(Stored items)
*** Begin section ***

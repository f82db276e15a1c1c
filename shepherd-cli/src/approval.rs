use async_trait::async_trait;
use shepherd_loop::ApprovalGate;
use shepherd_policy::{classify_tool, PolicyConfig};
use shepherd_types::{ToolCall, ToolKind};
use std::io::Write;

/// Prompts on standard input for each tool call. `y`/`yes` (any case)
/// confirms, anything else denies.
///
/// With `auto_approve_reads` set (the CLI's `--yes` flag), calls classified
/// [`ToolKind::Read`] or [`ToolKind::Other`] approve without a prompt;
/// writes always confirm regardless of the flag.
pub struct StdinApprovalGate {
    pub auto_approve_reads: bool,
}

#[async_trait]
impl ApprovalGate for StdinApprovalGate {
    async fn approve(&self, call: &ToolCall) -> bool {
        let kind = classify_tool(&call.name);
        if self.auto_approve_reads && kind != ToolKind::Write {
            return true;
        }

        print!(
            "approve {} {}? [y/N] ",
            call.name,
            call.arguments_json
        );
        let _ = std::io::stdout().flush();

        let mut line = String::new();
        if std::io::stdin().read_line(&mut line).is_err() {
            return false;
        }
        matches!(line.trim().to_ascii_lowercase().as_str(), "y" | "yes")
    }
}

/// Unused by the gate itself, but keeps `shepherd-policy`'s `PolicyConfig`
/// reachable from this crate for the binary's future `--policy` flag.
#[allow(dead_code)]
fn _default_policy_config_is_reachable() -> PolicyConfig {
    PolicyConfig::default()
}
use crate::registry::{ToolContext, ToolDyn, ToolError};
use serde_json::{json, Value};
use shepherd_policy::{AccessKind, PolicyEngine};
use std::future::Future;
use std::pin::Pin;
use std::sync::Arc;
use uuid::Uuid;

/// Writes a UTF-8 text file under the write-allowed prefixes for the
/// calling purpose, atomically (write-to-temp-then-rename within the same
/// directory).
pub struct WriteFileTool {
    policy: Arc<PolicyEngine>,
}

impl WriteFileTool {
    /// Build the tool against the given policy engine.
    pub fn new(policy: Arc<PolicyEngine>) -> Self {
        Self { policy }
    }
}

impl ToolDyn for WriteFileTool {
    fn name(&self) -> &str {
        "write_file"
    }

    fn description(&self) -> &str {
        "Write a UTF-8 text file under data/outputs (or also under src, when running with \
         elevated dev permissions). Fails if the target exists unless overwrite is true."
    }

    fn parameters(&self) -> Value {
        json!({
            "type": "object",
            "properties": {
                "path": { "type": "string", "description": "Project-relative path to write." },
                "content": { "type": "string", "description": "UTF-8 content to write." },
                "overwrite": {
                    "type": "boolean",
                    "description": "Whether to overwrite an existing file. Defaults to false."
                }
            },
            "required": ["path", "content"],
            "additionalProperties": false
        })
    }

    fn call(
        &self,
        args: Value,
        ctx: ToolContext,
    ) -> Pin<Box<dyn Future<Output = Result<Value, ToolError>> + Send + '_>> {
        Box::pin(async move {
            let path = args
                .get("path")
                .and_then(Value::as_str)
                .ok_or_else(|| ToolError::InvalidInput("missing required field: path".into()))?
                .to_string();
            let content = args
                .get("content")
                .and_then(Value::as_str)
                .ok_or_else(|| ToolError::InvalidInput("missing required field: content".into()))?
                .to_string();
            let overwrite = args
                .get("overwrite")
                .and_then(Value::as_bool)
                .unwrap_or(false);

            let resolved = self
                .policy
                .validate_path(&path, AccessKind::Write, ctx.purpose)?;

            if let Some(parent) = resolved.parent() {
                tokio::fs::create_dir_all(parent)
                    .await
                    .map_err(|e| ToolError::ExecutionFailed(e.to_string()))?;
            }

            if !overwrite && tokio::fs::try_exists(&resolved).await.unwrap_or(false) {
                return Err(ToolError::ExecutionFailed(format!(
                    "File exists: {path}"
                )));
            }

            let parent = resolved.parent().ok_or_else(|| {
                ToolError::ExecutionFailed("resolved path has no parent directory".into())
            })?;
            let tmp_path = parent.join(format!(".{}.tmp", Uuid::new_v4()));
            tokio::fs::write(&tmp_path, content.as_bytes())
                .await
                .map_err(|e| ToolError::ExecutionFailed(e.to_string()))?;
            tokio::fs::rename(&tmp_path, &resolved)
                .await
                .map_err(|e| ToolError::ExecutionFailed(e.to_string()))?;

            Ok(json!({
                "path": path,
                "bytes_written": content.len(),
                "overwritten": overwrite,
            }))
        })
    }
}

#[cfg(test)]
mod tests {
    use super::*;
    use shepherd_types::Purpose;

    fn ctx(purpose: Purpose) -> ToolContext {
        ToolContext { purpose }
    }

    #[tokio::test]
    async fn writes_a_new_file() {
        let dir = tempfile::tempdir().unwrap();
        let policy = Arc::new(PolicyEngine::with_default_config(dir.path()));
        let tool = WriteFileTool::new(policy);

        let result = tool
            .call(
                json!({"path": "data/outputs/x.txt", "content": "A", "overwrite": false}),
                ctx(Purpose::Default),
            )
            .await
            .unwrap();
        assert_eq!(result["bytes_written"], 1);
        let written = std::fs::read_to_string(dir.path().join("data/outputs/x.txt")).unwrap();
        assert_eq!(written, "A");
    }

    #[tokio::test]
    async fn overwrite_false_fails_on_existing_file() {
        let dir = tempfile::tempdir().unwrap();
        let policy = Arc::new(PolicyEngine::with_default_config(dir.path()));
        let tool = WriteFileTool::new(policy);

        tool.call(
            json!({"path": "data/outputs/x.txt", "content": "A", "overwrite": false}),
            ctx(Purpose::Default),
        )
        .await
        .unwrap();

        let err = tool
            .call(
                json!({"path": "data/outputs/x.txt", "content": "B", "overwrite": false}),
                ctx(Purpose::Default),
            )
            .await
            .unwrap_err();
        assert!(err.to_string().contains("File exists"));

        let content = std::fs::read_to_string(dir.path().join("data/outputs/x.txt")).unwrap();
        assert_eq!(content, "A");
    }

    #[tokio::test]
    async fn overwrite_true_replaces_content() {
        let dir = tempfile::tempdir().unwrap();
        let policy = Arc::new(PolicyEngine::with_default_config(dir.path()));
        let tool = WriteFileTool::new(policy);

        tool.call(
            json!({"path": "data/outputs/x.txt", "content": "A", "overwrite": false}),
            ctx(Purpose::Default),
        )
        .await
        .unwrap();
        tool.call(
            json!({"path": "data/outputs/x.txt", "content": "B", "overwrite": true}),
            ctx(Purpose::Default),
        )
        .await
        .unwrap();

        let content = std::fs::read_to_string(dir.path().join("data/outputs/x.txt")).unwrap();
        assert_eq!(content, "B");
    }

    #[tokio::test]
    async fn denied_write_outside_outputs_for_default_purpose() {
        let dir = tempfile::tempdir().unwrap();
        let policy = Arc::new(PolicyEngine::with_default_config(dir.path()));
        let tool = WriteFileTool::new(policy);

        let err = tool
            .call(
                json!({"path": "notes/should-fail.txt", "content": "nope"}),
                ctx(Purpose::Default),
            )
            .await
            .unwrap_err();
        assert!(matches!(err, ToolError::Policy(_)));
        assert!(!dir.path().join("notes/should-fail.txt").exists());
    }

    #[tokio::test]
    async fn dev_purpose_permits_writes_under_src() {
        let dir = tempfile::tempdir().unwrap();
        let policy = Arc::new(PolicyEngine::with_default_config(dir.path()));
        let tool = WriteFileTool::new(policy);

        tool.call(
            json!({"path": "src/generated.rs", "content": "// generated"}),
            ctx(Purpose::Dev),
        )
        .await
        .unwrap();
        assert!(dir.path().join("src/generated.rs").exists());
    }
}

*** End section ***

Task directions:
Every line above that holds the string "data" should be copied out.

Exercise response:
        "Write a UTF-8 text file under data/outputs (or also under src, when running with \
                json!({"path": "data/outputs/x.txt", "content": "A", "overwrite": false}),
        let written = std::fs::read_to_string(dir.path().join("data/outputs/x.txt")).unwrap();
            json!({"path": "data/outputs/x.txt", "content": "A", "overwrite": false}),
                json!({"path": "data/outputs/x.txt", "content": "B", "overwrite": false}),
        let content = std::fs::read_to_string(dir.path().join("data/outputs/x.txt")).unwrap();
            json!({"path": "data/outputs/x.txt", "content": "A", "overwrite": false}),
            json!({"path": "data/outputs/x.txt", "content": "B", "overwrite": true}),
        let content = std::fs::read_to_string(dir.path().join("data/outputs/x.txt")).unwrap();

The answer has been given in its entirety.